(Reuters) – The days of Max Homa feeling an impostor on the PGA Tour are history after he held his nerve during an hour-long rain delay before closing out an emphatic three-stroke victory at the Wells Fargo Championship in Charlotte, North Carolina on Sunday.
Long-shot Homa silenced a battalion of big guns, proving remarkably steady under pressure as he shot a four-under-par 67 at Quail Hollow to clinch his first victory on the PGA Tour in his 69th career start.
Hitting a trusty fade with his driver and putting with remarkable precision in a display that suggested he will be no one-hit wonder, the 28-year-old Californian finished at 15-under 269.
He capped off his display by sinking a 10-foot putt at the last as two ducks waddled nearby on the fringe of the green, oblivious to Homa’s life-changing moment.
“It’s wild. I guess my whole world’s a little bit different now,” he told reporters after a performance that earned him a two-year PGA Tour exemption, along with invitations to this month’s PGA Championship and next year’s Masters.
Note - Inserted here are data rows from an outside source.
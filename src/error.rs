//! Error types for the noughts crate

use thiserror::Error;

/// Main error type for the noughts crate
#[derive(Error, Debug)]
#[non_exhaustive]
pub enum Error {
    #[error("invalid move: cell ({row}, {col}) is already occupied")]
    InvalidMove { row: usize, col: usize },

    #[error("position ({row}, {col}) is out of bounds for a {size}x{size} board")]
    OutOfRange { row: usize, col: usize, size: usize },

    #[error("board size {size} is not supported (expected {min} to {max})")]
    UnsupportedSize { size: usize, min: usize, max: usize },

    #[error("board has {got} cells in '{context}' (expected a square board of 9, 16 or 25 cells)")]
    InvalidBoardLength { got: usize, context: String },

    #[error("invalid character '{character}' at position {position} in '{context}'")]
    InvalidCellCharacter {
        character: char,
        position: usize,
        context: String,
    },

    #[error("invalid piece counts: X={x_count}, O={o_count} (must be equal or X ahead by 1)")]
    InvalidPieceCounts { x_count: usize, o_count: usize },

    #[error("game already over")]
    GameOver,

    #[error("no moves to undo")]
    NothingToUndo,

    #[error("no moves to redo")]
    NothingToRedo,

    #[error("invalid configuration: {message}")]
    InvalidConfiguration { message: String },

    #[error("failed to {operation}: {source}")]
    Io {
        operation: String,
        #[source]
        source: std::io::Error,
    },

    #[error("failed to parse configuration: {0}")]
    ConfigParse(#[from] toml::de::Error),
}

/// Convenience type alias for Results using the crate's Error type
pub type Result<T> = std::result::Result<T, Error>;

impl From<std::io::Error> for Error {
    fn from(source: std::io::Error) -> Self {
        Error::Io {
            operation: "IO operation".to_string(),
            source,
        }
    }
}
He also vaulted in one fell swoop from 417th to 102nd in the world rankings.
“You dream of (having a chance to win) and then you get in the moment and you’re not sure how you’re going to react to that,” Homa said.
“One of the holes today I felt I was going to throw up but my hands felt unbelievable on the club, felt as solid as a rock and golf swing and putting stroke were as good as I could have imagined.
“It means a lot to me to do this under pressure and job security’s great. I haven’t had that before. I had some serious scar tissue.”
Fellow American Joel Dahmen, who started the day tied for the lead with Homa and Jason Dufner, shot 70 to claim second on 12-under.
Englishman Justin Rose (68) was another shot back in third, while Spaniard Sergio Garcia tied for fourth on nine-under.
Dahmen, who was also seeking his first tour victory, and Rose kept Homa honest, but the champion was not to be denied.
Homa said the experience of playing with two-times Quail Hollow champion Rory McIlroy on Saturday had held him in good stead.
“Playing with Rory (I was thinking) — ‘Who the heck am I? it’s his (30th) birthday, he’s probably going to lap me,'” Homa said. “I’m freaking out.”
After a stellar amateur career that included winning the 2013 American collegiate individual championship, Homa took a while to adjust to the professional ranks.
He failed to keep his card in his first two years on the PGA Tour and wondered if he would ever make it at the highest level.
“When I hit rock bottom I found a shovel and kept digging,” he said. “I went to some low, low places.
“Very glad I found a ladder and started climbing upwards because it was dark down there.
“Nobody knew who I was. I felt like I was on an island and it was borderline embarrassing at times, but it’s not anymore.”